Bien, alors je t'écoute. Je suppose que tu as beaucoup de questions à me poser, j'y répondrai du mieux que je le pourrai.
La jeune elfe semblait avoir abandonné son attitude arrogante depuis leur passe d'arme verbale dans la rue. Le semi-elfe appréciait le changement. Il se sentait plus proche d'elle ainsi.
Reprenons tout depuis le début. À Hidirain tu as dit avoir des informations au sujet de la disparition de Jonweld ?
Absolument. A l'époque j'ignorais que la confrérie Nal Hakeb le recherchait. Quand j'ai commencé mon enquête suite à sa disparition, la première chose que j'ai faite a été d'aller fouiller sa résidence à Hidirain.
Jonweld avait une maison là-bas ?
Oui, mais il n'y allait que très rarement. Comme tu le sais il était toujours sur les chemins, dans la forêt, ou dans sa cabane aux environs du village où il t'a recruté. Quand je suis arrivée sur les lieux, j'ai trouvé la porte fracturée et le logement méticuleusement fouillé. Ils étaient allé jusqu'à renverser sa bibliothèque pour vérifier que rien n'était caché entre les pages des livres. Ceux qui ont fait cela n'ont manifestement pas réussi à mettre la main sur ce qu'ils cherchaient. Cependant cela m'a conforté dans l'idée que Jonweld cachait quelque chose dans sa maison. Je connais bien mon oncle, en fait j'ai été son élève il y a longtemps….
Tu es une rodeuse ?
Pas exactement, disons que je n'ai jamais trop adhéré à votre idéologie au sujet de la nature, et tout ce qui va avec. Moi je suis une habitante des villes, j'aime le confort. Par contre c'est lui qui m'a entraînée au maniement des armes. Quand nous battions la campagne ensemble, chassant dans les forêts entourant Hidirain, Jonweld avait pris pour habitude de cacher le produit de nos ventes dans certains endroits spécifiques. Un trou derrière une poutre, des lames de parquet en apparence soudées qui pivotaient, il avait plusieurs cachettes très difficiles à discerner quand on ignorait leur position. Après un moment passé à fouiller sa maison, je suis parvenue à trouver une carte représentant une île, loin au large de Pohélis. J'y ai également trouvé un parchemin plein de notes, à priori sans queue ni tête. La seule chose que j'ai retenue, était une phrase gribouillée tout en bas de la page qui disait quelque chose comme "clé dans la demeure de Tilkas de la maison Joffra, Khonfas"

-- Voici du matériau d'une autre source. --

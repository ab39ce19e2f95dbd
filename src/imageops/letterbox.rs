use image::{imageops, imageops::FilterType, GenericImageView, ImageBuffer, Pixel, Rgb, RgbImage};

use crate::detection::BoundingBox;

/// Gray used by YOLO exporters for letterbox borders.
pub const PAD_COLOR: Rgb<u8> = Rgb([114, 114, 114]);

/// Geometry of a letterboxed image: the source was scaled by `scale` and
/// placed at `(pad_x, pad_y)` inside a square canvas.
#[derive(Debug, Clone, Copy, PartialEq)]
pub struct Letterbox {
    pub scale: f32,
    pub pad_x: u32,
    pub pad_y: u32,
}

impl Letterbox {
    /// Maps a box from canvas coordinates back onto the source image.
    pub fn restore(&self, bbox: BoundingBox) -> BoundingBox {
        let x = |v: f32| (v - self.pad_x as f32) / self.scale;
        let y = |v: f32| (v - self.pad_y as f32) / self.scale;
        BoundingBox::new(x(bbox.x1), y(bbox.y1), x(bbox.x2), y(bbox.y2))
    }
}

/// Centered offset of a `width x height` image inside a `pad_width x pad_height` canvas.
pub fn center_offset(
    width: u32,
    height: u32,
    pad_width: u32,
    pad_height: u32,
) -> Option<(u32, u32)> {
    if width > pad_width || height > pad_height {
        return None;
    }
    Some(((pad_width - width) / 2, (pad_height - height) / 2))
}

pub fn padding<I, P>(
    image: &I,
    pad_width: u32,
    pad_height: u32,
    color: P,
) -> Option<ImageBuffer<P, Vec<P::Subpixel>>>
where
    I: GenericImageView<Pixel = P>,
    P: Pixel,
{
    let (width, height) = image.dimensions();

    center_offset(width, height, pad_width, pad_height).map(|(x, y)| {
        let mut canvas = ImageBuffer::from_pixel(pad_width, pad_height, color);
        imageops::overlay(&mut canvas, image, i64::from(x), i64::from(y));
        canvas
    })
}

/// Resizes `image` to fit a `size x size` square keeping its aspect ratio,
/// then pads the remainder with [`PAD_COLOR`].
pub fn letterbox(image: &RgbImage, size: u32) -> (RgbImage, Letterbox) {
    let (width, height) = image.dimensions();
    let scale = (size as f32 / width as f32).min(size as f32 / height as f32);
    let new_width = ((width as f32 * scale).round() as u32).clamp(1, size);
    let new_height = ((height as f32 * scale).round() as u32).clamp(1, size);

    let resized = imageops::resize(image, new_width, new_height, FilterType::Triangle);
    let (pad_x, pad_y) = center_offset(new_width, new_height, size, size).unwrap_or((0, 0));
    let canvas = padding(&resized, size, size, PAD_COLOR)
        .unwrap_or_else(|| RgbImage::from_pixel(size, size, PAD_COLOR));

    (
        canvas,
        Letterbox {
            scale,
            pad_x,
            pad_y,
        },
    )
}
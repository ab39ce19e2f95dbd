pub mod color;
pub mod config;
pub mod detection;
pub mod errors;
pub mod imageops;
pub mod model;
pub mod pipeline;
pub mod report;
pub mod traits;
pub mod vocabulary;

pub mod mocks;

pub use config::{AnalysisOptions, ClassifierSettings, Config, DetectorSettings, OutputFormat};
pub use errors::{GarmentError, Result};
pub use model::{OnnxClassifier, OnnxDetector};
pub use pipeline::{GarmentAnalyzer, Outcome};
pub use report::GarmentReport;
pub use traits::*;
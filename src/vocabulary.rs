use ndarray::ArrayView1;

use crate::errors::{GarmentError, Result};

pub const DEFAULT_STYLES: [&str; 4] = ["casual", "formal", "sport", "chic"];
pub const DEFAULT_SEASONS: [&str; 4] = ["summer", "winter", "fall", "spring"];

/// Ordered label table for one classifier head.
#[derive(Debug, Clone, PartialEq, Eq)]
pub struct Vocabulary {
    name: String,
    labels: Vec<String>,
}

impl Vocabulary {
    /// Labels are trimmed; an empty table or a blank label is a configuration error.
    pub fn new<S: Into<String>>(name: &str, labels: impl IntoIterator<Item = S>) -> Result<Self> {
        let labels: Vec<String> = labels
            .into_iter()
            .map(|label| Into::<String>::into(label).trim().to_string())
            .collect();
        if labels.is_empty() {
            return Err(GarmentError::Configuration {
                message: format!("{name} labels must not be empty"),
            });
        }
        if let Some(position) = labels.iter().position(String::is_empty) {
            return Err(GarmentError::Configuration {
                message: format!("{name} label #{} is blank", position + 1),
            });
        }
        Ok(Self {
            name: name.to_string(),
            labels,
        })
    }

    pub fn styles() -> Self {
        Self {
            name: "style".to_string(),
            labels: DEFAULT_STYLES.iter().map(ToString::to_string).collect(),
        }
    }

    pub fn seasons() -> Self {
        Self {
            name: "season".to_string(),
            labels: DEFAULT_SEASONS.iter().map(ToString::to_string).collect(),
        }
    }

    pub fn labels(&self) -> &[String] {
        &self.labels
    }

    /// Picks the label of the highest score. The score vector must have one
    /// entry per label.
    pub fn pick(&self, scores: ArrayView1<f32>) -> Result<&str> {
        if scores.len() != self.labels.len() {
            return Err(GarmentError::shape_mismatch(
                format!("{} head", self.name),
                format!(
                    "expected {} scores, got {}",
                    self.labels.len(),
                    scores.len()
                ),
            ));
        }
        let index = argmax(scores).ok_or_else(|| {
            GarmentError::shape_mismatch(format!("{} head", self.name), "no finite score")
        })?;
        Ok(&self.labels[index])
    }
}

/// Index of the largest value; the first one wins on ties. NaN entries are skipped.
pub fn argmax(values: ArrayView1<f32>) -> Option<usize> {
    values
        .iter()
        .enumerate()
        .filter(|(_, v)| !v.is_nan())
        .fold(None, |best: Option<(usize, f32)>, (i, &v)| match best {
            Some((_, b)) if v <= b => best,
            _ => Some((i, v)),
        })
        .map(|(i, _)| i)
}
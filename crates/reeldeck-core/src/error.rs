// crates/reeldeck-core/src/error.rs
//
// One error kind per §7. Variants carry just enough context for a caller
// to decide whether to retry, notify, or ignore — detailed diagnostics
// belong in the tracing event that accompanies the error, not in the
// error value itself.

use crate::ids::{MediaId, TimelineItemId, TrackId};
use thiserror::Error;

#[derive(Debug, Error)]
pub enum CoreError {
    #[error("source acquisition failed for media {media_id}: {message}")]
    SourceAcquisition { media_id: MediaId, message: String },

    #[error("decode failed for media {media_id}: {message}")]
    Decode { media_id: MediaId, message: String },

    #[error("persistence failed: {message}")]
    Persistence { message: String },

    #[error("command {description:?} failed: {message}")]
    CommandExecution { description: String, message: String },

    #[error("undo failed: {message}")]
    Undo { message: String },

    #[error("redo failed: {message}")]
    Redo { message: String },

    #[error("validation failed: {message}")]
    Validation { message: String },

    #[error("track {0} not found")]
    TrackNotFound(TrackId),

    #[error("media item {0} not found")]
    MediaNotFound(MediaId),

    #[error("timeline item {0} not found")]
    TimelineItemNotFound(TimelineItemId),
}

pub type CoreResult<T> = Result<T, CoreError>;
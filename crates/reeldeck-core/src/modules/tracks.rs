// crates/reeldeck-core/src/modules/tracks.rs
//
// §3 Track CRUD. Phase-1 leaf module. Track removal must cascade to the
// timeline ("removing a track removes all timeline items on it") but
// TimelineModule is phase-2 and depends on this module, not the other way
// around — so removal only guarantees the track-model invariant here and
// emits a `TrackEvent::Removed` that `TimelineModule` (constructed with a
// reference to this module, per the registry wiring in §9) subscribes to
// and reacts to by splicing out its own items.

use crate::broadcaster::{Broadcaster, SubscriptionId};
use crate::error::{CoreError, CoreResult};
use crate::ids::TrackId;
use crate::track::{Track, TrackKind};

#[derive(Clone, Debug, PartialEq)]
pub enum TrackEvent {
    Added(Track),
    Removed(TrackId),
    Updated(Track),
}

pub struct TracksModule {
    tracks: Vec<Track>,
    broadcaster: Broadcaster<TrackEvent>,
}

impl TracksModule {
    pub fn new() -> Self {
        Self { tracks: Track::default_set(), broadcaster: Broadcaster::new() }
    }

    /// Used by project load (§4.5 step 4) to discard the default set before
    /// restoring saved tracks.
    pub fn clear_all(&mut self, replacement: Vec<Track>) {
        self.tracks = replacement;
    }

    pub fn all(&self) -> &[Track] {
        &self.tracks
    }

    pub fn get(&self, id: TrackId) -> Option<&Track> {
        self.tracks.iter().find(|t| t.id == id)
    }

    pub fn first_id(&self) -> Option<TrackId> {
        self.tracks.first().map(|t| t.id)
    }

    pub fn add(&mut self, name: impl Into<String>, kind: TrackKind) -> Track {
        let track = Track::new(name, kind);
        self.tracks.push(track.clone());
        self.broadcaster.notify(&TrackEvent::Added(track.clone()));
        track
    }

    /// Used by `addTrackWithHistory`'s undo/redo (§4.3) to restore a track
    /// under its original id rather than minting a fresh one, mirroring
    /// `MediaModule::add_with_id`.
    pub fn add_with_id(&mut self, track: Track) {
        self.tracks.push(track.clone());
        self.broadcaster.notify(&TrackEvent::Added(track));
    }

    /// §3 invariant: at least one track exists at all times.
    pub fn remove(&mut self, id: TrackId) -> CoreResult<()> {
        if self.tracks.len() <= 1 {
            return Err(CoreError::Validation { message: "cannot remove the last remaining track".into() });
        }
        let position = self.tracks.iter().position(|t| t.id == id).ok_or(CoreError::TrackNotFound(id))?;
        self.tracks.remove(position);
        self.broadcaster.notify(&TrackEvent::Removed(id));
        Ok(())
    }

    pub fn set_name(&mut self, id: TrackId, name: impl Into<String>) -> CoreResult<()> {
        let track = self.tracks.iter_mut().find(|t| t.id == id).ok_or(CoreError::TrackNotFound(id))?;
        track.name = name.into();
        let updated = track.clone();
        self.broadcaster.notify(&TrackEvent::Updated(updated));
        Ok(())
    }

    pub fn set_visible(&mut self, id: TrackId, visible: bool) -> CoreResult<()> {
        let track = self.tracks.iter_mut().find(|t| t.id == id).ok_or(CoreError::TrackNotFound(id))?;
        track.is_visible = visible;
        let updated = track.clone();
        self.broadcaster.notify(&TrackEvent::Updated(updated));
        Ok(())
    }

    pub fn set_muted(&mut self, id: TrackId, muted: bool) -> CoreResult<()> {
        let track = self.tracks.iter_mut().find(|t| t.id == id).ok_or(CoreError::TrackNotFound(id))?;
        track.is_muted = muted;
        let updated = track.clone();
        self.broadcaster.notify(&TrackEvent::Updated(updated));
        Ok(())
    }

    pub fn set_row_height(&mut self, id: TrackId, height_px: u32) -> CoreResult<()> {
        if height_px == 0 {
            return Err(CoreError::Validation { message: "row height must be > 0".into() });
        }
        let track = self.tracks.iter_mut().find(|t| t.id == id).ok_or(CoreError::TrackNotFound(id))?;
        track.row_height_px = height_px;
        let updated = track.clone();
        self.broadcaster.notify(&TrackEvent::Updated(updated));
        Ok(())
    }

    pub fn subscribe(&mut self, listener: Box<dyn Fn(&TrackEvent)>) -> SubscriptionId {
        self.broadcaster.subscribe(listener)
    }

    pub fn unsubscribe(&mut self, id: SubscriptionId) {
        self.broadcaster.unsubscribe(id);
    }
}

impl Default for TracksModule {
    fn default() -> Self {
        Self::new()
    }
}

#[cfg(test)]
mod tests {
    use super::*;

    #[test]
    fn cannot_remove_the_last_track_of_the_default_set() {
        let mut tracks = TracksModule::new();
        let video_id = tracks.all().iter().find(|t| t.kind == TrackKind::Video).unwrap().id;
        let audio_id = tracks.all().iter().find(|t| t.kind == TrackKind::Audio).unwrap().id;
        let text_id = tracks.all().iter().find(|t| t.kind == TrackKind::Text).unwrap().id;
        tracks.remove(video_id).unwrap();
        tracks.remove(audio_id).unwrap();
        assert!(tracks.remove(text_id).is_err());
    }

    #[test]
    fn invalid_row_height_is_rejected() {
        let mut tracks = TracksModule::new();
        let id = tracks.first_id().unwrap();
        assert!(tracks.set_row_height(id, 0).is_err());
    }
}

J'aimerais bien pouvoir jeter un œil à la carte…
Je ne l'ai plus. Ils me l'ont prise quand ils m'ont capturée. Mais attend, ce n'est pas tout. Dans son bureau, j'ai également trouvé une vieille lettre avec le sceau du gouvernement de Pohélis. L'ancien maire de la ville lui avait écrit pour lui demander de l'aide, au sujet d'un grave problème nécessitant l'intervention discrète d'une personne extérieure.
Quel lien entre Jonweld et le maire de la Ville ?
Au vu du ton employé, ils se connaissaient bien. Le maire semblait même lui accorder toute sa confiance. Ce qui est étrange, c'est que la ville est aux mains des orcs depuis plus de deux ans. Je n'aurais jamais imaginé que le maire s'y trouvait toujours, ni même qu'il était encore en vie. En tout cas, il n'a certainement pas demandé son aide à Jon dans le but de libérer sa ville des orcs, une armée entière n'y suffirait pas.
Sur ce point je suis d'accord. Et ce n'est certainement pas non plus une coïncidence si la carte trouvée dans les affaires de Jon concerne une île tout près de Pohélis.
Le rodeur resta un instant silencieux, buvant une rasade de bière, avant de poser sa question suivante.
Pourquoi les tueurs de Nal Hakeb s'en sont pris à moi à la cascade ? Je n'avais aucune information qui pouvait leur être utile.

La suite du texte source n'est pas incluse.